Esto es el paraíso, carnal. Sus sabores, sus gemidos... no pares nunca.

La tensión crecía como una ola gigante. Intercambiaron posiciones, Lupe montándote ahora, su coño apretado tragándote centímetro a centímetro, caliente y resbaloso. —¡Ay, qué chingón! —gritaba ella, rebotando con fuerza, sus tetas saltando frente a tus ojos. Sofía se arrodilló al lado, besándote profundo mientras sus dedos jugaban con el clítoris de Lupe, haciendo que sus paredes se contrajeran alrededor de ti. El sonido de piel chocando contra piel, chapoteos húmedos, gemidos roncos mezclados con el mar... todo te volvía loco. Sudor goteaba por sus cuerpos, salado en tu lengua cuando las besabas.

Cambiaron otra vez. Tú de rodillas, penetrando a Sofía por detrás, su culo perfecto abriéndose para ti, mientras ella comía la panocha de Lupe. Agarraste sus caderas, embistiendo profundo, sintiendo cada pulso de su interior. Lupe gemía alto, tirando de tu cabello para besarte. —Más fuerte, pendejo, ¡danos ese xxx trio rico que nos merecemos! —exigía Sofía, empujando contra ti.

El clímax se acercaba, esa presión en tus bolas creciendo insoportable. Las pusiste a las dos de rodillas frente a ti, masturbándote furioso mientras ellas se tocaban mutuamente, dedos hundidos en coños chorreantes. Lupe lamió tus huevos, Sofía chupó la cabeza, y explotaste. Chorros calientes salpicando sus tetas, caras, lenguas extendidas para atrapar cada gota. Ellas llegaron al orgasmo casi al mismo tiempo, Sofía temblando con gritos ahogados, Lupe arqueando la espalda, jugos corriendo por sus muslos.

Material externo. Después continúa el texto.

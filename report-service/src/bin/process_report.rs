use std::{env, path::Path, sync::Arc};

use anyhow::{bail, Result};
use report_service::{
    config::AppConfig,
    monitor, observability,
    processor::{ReportProcessing, ReportProcessor},
    repository::XmlRepository,
    validate::{ReferenceDataValidator, ReportValidator},
};

/// One-shot processing of a single report file, without watching. Output
/// and reference-data locations come from the regular service config.
#[tokio::main]
async fn main() -> Result<()> {
    observability::init_tracing();

    let args: Vec<String> = env::args().collect();
    if args.len() < 2 {
        bail!("usage: process_report <report_xml_path>");
    }
    let input = Path::new(&args[1]);

    let cfg = AppConfig::load()?;
    let monitor_cfg = &cfg.monitor;

    let processor = ReportProcessor::new(
        XmlRepository::with_validator(Arc::new(ReportValidator)),
        XmlRepository::with_validator(Arc::new(ReferenceDataValidator)),
        XmlRepository::new(),
    );

    let output =
        Path::new(&monitor_cfg.output_folder_path).join(monitor::result_file_name(input));

    processor
        .process_report(input, &output, Path::new(&monitor_cfg.reference_data_path))
        .await?;

    tracing::info!(output = %output.display(), "report processed");
    Ok(())
}
//! Shared fixtures and proptest strategies for unit tests.

use std::collections::HashMap;

use proptest::prelude::*;

use crate::headers;

/// Headers of a trusted IGB request docked in Jita, no optional fields.
pub(crate) fn trusted_headers() -> HashMap<String, String> {
    [
        (headers::USER_AGENT, "Mozilla/5.0 (Windows NT 6.1) EVE-IGB"),
        (headers::EVE_TRUSTED, "Yes"),
        (headers::EVE_SERVERIP, "87.237.38.200:26000"),
        (headers::EVE_CHARNAME, "Pilot1"),
        (headers::EVE_CHARID, "12345"),
        (headers::EVE_CORPNAME, "Corp One"),
        (headers::EVE_CORPID, "98000001"),
        (headers::EVE_REGIONNAME, "The Forge"),
        (headers::EVE_CONSTELLATIONNAME, "Kimotoro"),
        (headers::EVE_SOLARSYSTEMID, "30000142"),
        (headers::EVE_SOLARSYSTEMNAME, "Jita"),
        (headers::EVE_SHIPID, "1000000123"),
        (headers::EVE_SHIPNAME, "Pilot1's Rifter"),
        (headers::EVE_SHIPTYPEID, "587"),
        (headers::EVE_SHIPTYPENAME, "Rifter"),
    ]
    .into_iter()
    .map(|(k, v)| (k.to_string(), v.to_string()))
    .collect()
}

/// Strategy producing printable header text, possibly empty.
pub(crate) fn arb_header_text() -> impl Strategy<Value = String> {
    prop::string::string_regex("[A-Za-z0-9 .'-]{0,24}").unwrap()
}

/// Strategy producing any header name the decoder knows, plus the user agent.
pub(crate) fn arb_known_header() -> impl Strategy<Value = &'static str> {
    prop::sample::select(
        headers::ALL
            .iter()
            .copied()
            .chain([headers::USER_AGENT])
            .collect::<Vec<_>>(),
    )
}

Se derrumbaron los tres en la manta, jadeando, cuerpos enredados sudorosos y pegajosos. El mar lamía la orilla cerca, fresco contra el calor de sus pieles. Lupe te besó suave, —Qué rico estuvo eso, carnal. Un verdadero xxx trio rico. Sofía acurrucada en tu pecho, su mano trazando círculos perezosos en tu abdomen.

Neta, esto cambia todo. Sus cuerpos, sus risas... quiero más noches así.

La luna bajaba lento, y mientras el sueño los vencía, sentiste una paz profunda, ese afterglow que deja el placer compartido. Mañana sería otro día en Tulum, pero esta noche, este xxx trio rico, quedaría grabado en tu piel, en tus sentidos, para siempre. Ellas murmuraron promesas de repetirlo, y tú sonreíste en la oscuridad, el corazón lleno, el cuerpo saciado.